Assignment ->
Each record is to be copied exactly as written.

Saved data entries:
---*---

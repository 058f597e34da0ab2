mod common;

use approx::assert_abs_diff_eq;
use common::run;
use ndarray::prelude::*;
use plevel::{
    batch::{BatchConfig, BatchDriver, BatchOutcome, WorkItem},
    interpolation::{is_missing, LogPressureInterpolator, MaskingPolicy},
    job::FieldSelection,
    levels::LevelSet,
};
use std::{fs, path::Path};

const LEVELS: &str = "--levels=5000,20000,50000,85000";

fn read_temperature(file_path: &str) -> Array4<f64> {
    common::read_variable(file_path, "temp")
        .into_dimensionality::<Ix4>()
        .unwrap()
}

def_test!(
IN[input = "atmos_monthly.pickle"]
OUT[output = "atmos_monthly_interp.pickle"]
fn interpolated_temperature_is_masked_below_surface {
    common::write_hybrid_dataset(input);
    run(["interpolate", input, output, "--fields=temp", LEVELS]);
    common::assert_file_exists(output);

    let temp = read_temperature(output);
    assert_eq!(temp.shape(), &[2, 4, 2, 3]);
    for ((time, level, lat, lon), &value) in temp.indexed_iter() {
        let target_pressure = [5000.0, 20000.0, 50000.0, 85000.0][level];
        let surface_pressure = common::surface_pressure(time, lat, lon);
        if target_pressure > surface_pressure {
            assert!(is_missing(value));
        } else {
            assert!(!is_missing(value));
        }
        if level == 1 || level == 2 {
            assert_abs_diff_eq!(value, common::temperature(target_pressure), epsilon = 1e-3);
        }
    }

    let levels = common::read_variable(output, "pfull");
    assert_eq!(levels.as_slice().unwrap(), &[5000.0, 20000.0, 50000.0, 85000.0]);
    let ps = common::read_variable(output, "ps");
    assert_eq!(ps, common::read_variable(input, "ps"));
});

def_test!(
IN[input = "atmos_daily.pickle"]
OUT[]
fn default_output_path_gets_suffix {
    common::write_hybrid_dataset(input);
    run(["interpolate", input, "--all-fields", "--level-preset=earth30", "-x"]);
    let output = Path::new(input).with_file_name("atmos_daily_interp.pickle");
    common::assert_file_exists(&output);

    let temp = read_temperature(output.to_str().unwrap());
    assert_eq!(temp.shape(), &[2, 30, 2, 3]);
    assert!(temp.iter().all(|&value| !is_missing(value)));
    let ucomp = common::read_variable(&output, "ucomp");
    assert_eq!(ucomp.shape(), &[2, 30, 2, 3]);
});

def_test!(
IN[base_dir = "isca_data"]
OUT[]
fn batch_processes_runs_once {
    for run_name in ["run0001", "run0002"] {
        common::write_hybrid_dataset(
            Path::new(base_dir).join("exp").join(run_name).join("atmos_monthly.pickle"),
        );
    }
    let arguments = [
        "--timing",
        "batch",
        "--base-dir",
        base_dir,
        "--experiments=exp",
        "--runs=1-2",
        "--extension=pickle",
        "--fields=temp,ucomp",
        LEVELS,
    ];
    run(arguments);

    let output = Path::new(base_dir).join("exp/run0002/atmos_monthly_interp.pickle");
    common::assert_file_exists(&output);
    common::assert_file_exists(Path::new(base_dir).join("exp/run0001/atmos_monthly_interp.pickle"));
    let first_content = fs::read(&output).unwrap();

    run(arguments);
    assert_eq!(fs::read(&output).unwrap(), first_content);
});

def_test!(
IN[base_dir = "isca_data"]
OUT[output_dir = "interpolated"]
fn batch_writes_to_separate_output_directory {
    common::write_hybrid_dataset(Path::new(base_dir).join("exp/run0003/atmos_monthly.pickle"));
    run([
        "batch",
        "--base-dir",
        base_dir,
        "--output-dir",
        output_dir,
        "-e",
        "exp",
        "--run-names=run0003",
        "--extension=pickle",
        "--suffix=_plev",
        "--fields=temp",
        "--level-preset=earth25",
    ]);
    common::assert_file_exists(Path::new(output_dir).join("exp/run0003/atmos_monthly_plev.pickle"));
    assert!(!Path::new(base_dir).join("exp/run0003/atmos_monthly_plev.pickle").exists());
});

def_test!(
IN[input = "atmos_monthly.pickle", config = "batch.json"]
OUT[output = "atmos_monthly_interp.pickle", reference = "reference.pickle"]
fn batch_config_file_matches_single_interpolation {
    common::write_hybrid_dataset(input);
    fs::write(
        config,
        format!(
            r#"{{
                "levels": [5000, 20000, 50000, 85000],
                "fields": ["temp"],
                "items": [{{"input": {:?}, "output": {:?}}}]
            }}"#,
            input, output
        ),
    )
    .unwrap();
    run(["batch", "--config-file", config]);
    run(["interpolate", input, reference, "--fields", "temp", LEVELS]);

    assert_eq!(read_temperature(output), read_temperature(reference));
});

def_test!(
IN[good_input = "good.pickle"]
OUT[good_output = "good_interp.pickle", bad_output = "missing_interp.pickle"]
fn failing_items_do_not_stop_batch {
    common::write_hybrid_dataset(good_input);
    let bad_input = Path::new(good_input).with_file_name("missing.pickle");

    let config = BatchConfig::new(
        LevelSet::parse("20000 50000", 1e7).unwrap(),
        FieldSelection::from_list("temp"),
        MaskingPolicy::MaskBelowSurface,
    )
    .with_item(WorkItem::new(&bad_input, bad_output))
    .with_item(WorkItem::new(good_input, good_output));
    config.validate().unwrap();

    let summary = BatchDriver::new(config, LogPressureInterpolator::new()).execute_all();
    assert_eq!(summary.outcome(), BatchOutcome::PartialSuccess);
    assert_eq!(summary.n_completed(), 1);
    let (failed_item, err) = summary.failures().next().unwrap();
    assert_eq!(failed_item.input_path, bad_input);
    assert_eq!(err.kind(), "IOError");
    assert!(summary.to_string().contains("missing.pickle"));

    common::assert_file_exists(good_output);
    assert!(!Path::new(bad_output).exists());
});

def_test!(
IN[input = "atmos_monthly.pickle"]
OUT[output = "atmos_monthly_interp.pickle"]
fn missing_field_leaves_no_output {
    common::write_hybrid_dataset(input);
    let config = BatchConfig::new(
        LevelSet::parse("20000", 1e7).unwrap(),
        FieldSelection::from_list("temp vcomp"),
        MaskingPolicy::MaskBelowSurface,
    )
    .with_item(WorkItem::new(input, output));
    let summary = BatchDriver::new(config, LogPressureInterpolator::new()).execute_all();
    assert_eq!(summary.outcome(), BatchOutcome::NoSuccess);
    assert_eq!(summary.failures().next().unwrap().1.kind(), "MissingFieldError");

    let file_names: Vec<_> = fs::read_dir(Path::new(input).parent().unwrap())
        .unwrap()
        .map(|entry| entry.unwrap().file_name())
        .collect();
    assert_eq!(file_names, vec![std::ffi::OsString::from("atmos_monthly.pickle")]);
});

---*---

Reply to the task ->
repository 058f597e34da0ab2
mod common;

use approx::assert_abs_diff_eq;
use common::run;
use ndarray::prelude::*;
use plevel::{
    batch::{BatchConfig, BatchDriver, BatchOutcome, WorkItem},
    interpolation::{is_missing, LogPressureInterpolator, MaskingPolicy},
    job::FieldSelection,
    levels::LevelSet,
};
use std::{fs, path::Path};

const LEVELS: &str = "--levels=5000,20000,50000,85000";

fn read_temperature(file_path: &str) -> Array4<f64> {
    common::read_variable(file_path, "temp")
        .into_dimensionality::<Ix4>()
        .unwrap()
}

def_test!(
IN[input = "atmos_monthly.pickle"]
OUT[output = "atmos_monthly_interp.pickle"]
fn interpolated_temperature_is_masked_below_surface {
    common::write_hybrid_dataset(input);
    run(["interpolate", input, output, "--fields=temp", LEVELS]);
    common::assert_file_exists(output);

    let temp = read_temperature(output);
    assert_eq!(temp.shape(), &[2, 4, 2, 3]);
    for ((time, level, lat, lon), &value) in temp.indexed_iter() {
        let target_pressure = [5000.0, 20000.0, 50000.0, 85000.0][level];
        let surface_pressure = common::surface_pressure(time, lat, lon);
        if target_pressure > surface_pressure {
            assert!(is_missing(value));
        } else {
            assert!(!is_missing(value));
        }
        if level == 1 || level == 2 {
            assert_abs_diff_eq!(value, common::temperature(target_pressure), epsilon = 1e-3);
        }
    }

    let levels = common::read_variable(output, "pfull");
    assert_eq!(levels.as_slice().unwrap(), &[5000.0, 20000.0, 50000.0, 85000.0]);
    let ps = common::read_variable(output, "ps");
    assert_eq!(ps, common::read_variable(input, "ps"));
});

def_test!(
IN[input = "atmos_daily.pickle"]
OUT[]
fn default_output_path_gets_suffix {
    common::write_hybrid_dataset(input);
    run(["interpolate", input, "--all-fields", "--level-preset=earth30", "-x"]);
    let output = Path::new(input).with_file_name("atmos_daily_interp.pickle");
    common::assert_file_exists(&output);

    let temp = read_temperature(output.to_str().unwrap());
    assert_eq!(temp.shape(), &[2, 30, 2, 3]);
    assert!(temp.iter().all(|&value| !is_missing(value)));
    let ucomp = common::read_variable(&output, "ucomp");
    assert_eq!(ucomp.shape(), &[2, 30, 2, 3]);
});

def_test!(
IN[base_dir = "isca_data"]
OUT[]
fn batch_processes_runs_once {
    for run_name in ["run0001", "run0002"] {
        common::write_hybrid_dataset(
            Path::new(base_dir).join("exp").join(run_name).join("atmos_monthly.pickle"),
        );
    }
    let arguments = [
        "--timing",
        "batch",
        "--base-dir",
        base_dir,
        "--experiments=exp",
        "--runs=1-2",
        "--extension=pickle",
        "--fields=temp,ucomp",
        LEVELS,
    ];
    run(arguments);

    let output = Path::new(base_dir).join("exp/run0002/atmos_monthly_interp.pickle");
    common::assert_file_exists(&output);
    common::assert_file_exists(Path::new(base_dir).join("exp/run0001/atmos_monthly_interp.pickle"));
    let first_content = fs::read(&output).unwrap();

    run(arguments);
    assert_eq!(fs::read(&output).unwrap(), first_content);
});

def_test!(
IN[base_dir = "isca_data"]
OUT[output_dir = "interpolated"]
fn batch_writes_to_separate_output_directory {
    common::write_hybrid_dataset(Path::new(base_dir).join("exp/run0003/atmos_monthly.pickle"));
    run([
        "batch",
        "--base-dir",
        base_dir,
        "--output-dir",
        output_dir,
        "-e",
        "exp",
        "--run-names=run0003",
        "--extension=pickle",
        "--suffix=_plev",
        "--fields=temp",
        "--level-preset=earth25",
    ]);
    common::assert_file_exists(Path::new(output_dir).join("exp/run0003/atmos_monthly_plev.pickle"));
    assert!(!Path::new(base_dir).join("exp/run0003/atmos_monthly_plev.pickle").exists());
});

def_test!(
IN[input = "atmos_monthly.pickle", config = "batch.json"]
OUT[output = "atmos_monthly_interp.pickle", reference = "reference.pickle"]
fn batch_config_file_matches_single_interpolation {
    common::write_hybrid_dataset(input);
    fs::write(
        config,
        format!(
            r#"{{
                "levels": [5000, 20000, 50000, 85000],
                "fields": ["temp"],
                "items": [{{"input": {:?}, "output": {:?}}}]
            }}"#,
            input, output
        ),
    )
    .unwrap();
    run(["batch", "--config-file", config]);
    run(["interpolate", input, reference, "--fields", "temp", LEVELS]);

    assert_eq!(read_temperature(output), read_temperature(reference));
});

def_test!(
IN[good_input = "good.pickle"]
OUT[good_output = "good_interp.pickle", bad_output = "missing_interp.pickle"]
fn failing_items_do_not_stop_batch {
    common::write_hybrid_dataset(good_input);
    let bad_input = Path::new(good_input).with_file_name("missing.pickle");

    let config = BatchConfig::new(
        LevelSet::parse("20000 50000", 1e7).unwrap(),
        FieldSelection::from_list("temp"),
        MaskingPolicy::MaskBelowSurface,
    )
    .with_item(WorkItem::new(&bad_input, bad_output))
    .with_item(WorkItem::new(good_input, good_output));
    config.validate().unwrap();

    let summary = BatchDriver::new(config, LogPressureInterpolator::new()).execute_all();
    assert_eq!(summary.outcome(), BatchOutcome::PartialSuccess);
    assert_eq!(summary.n_completed(), 1);
    let (failed_item, err) = summary.failures().next().unwrap();
    assert_eq!(failed_item.input_path, bad_input);
    assert_eq!(err.kind(), "IOError");
    assert!(summary.to_string().contains("missing.pickle"));

    common::assert_file_exists(good_output);
    assert!(!Path::new(bad_output).exists());
});

def_test!(
IN[input = "atmos_monthly.pickle"]
OUT[output = "atmos_monthly_interp.pickle"]
fn missing_field_leaves_no_output {
    common::write_hybrid_dataset(input);
    let config = BatchConfig::new(
        LevelSet::parse("20000", 1e7).unwrap(),
        FieldSelection::from_list("temp vcomp"),
        MaskingPolicy::MaskBelowSurface,
    )
    .with_item(WorkItem::new(input, output));
    let summary = BatchDriver::new(config, LogPressureInterpolator::new()).execute_all();
    assert_eq!(summary.outcome(), BatchOutcome::NoSuccess);
    assert_eq!(summary.failures().next().unwrap().1.kind(), "MissingFieldError");

    let file_names: Vec<_> = fs::read_dir(Path::new(input).parent().unwrap())
        .unwrap()
        .map(|entry| entry.unwrap().file_name())
        .collect();
    assert_eq!(file_names, vec![std::ffi::OsString::from("atmos_monthly.pickle")]);
});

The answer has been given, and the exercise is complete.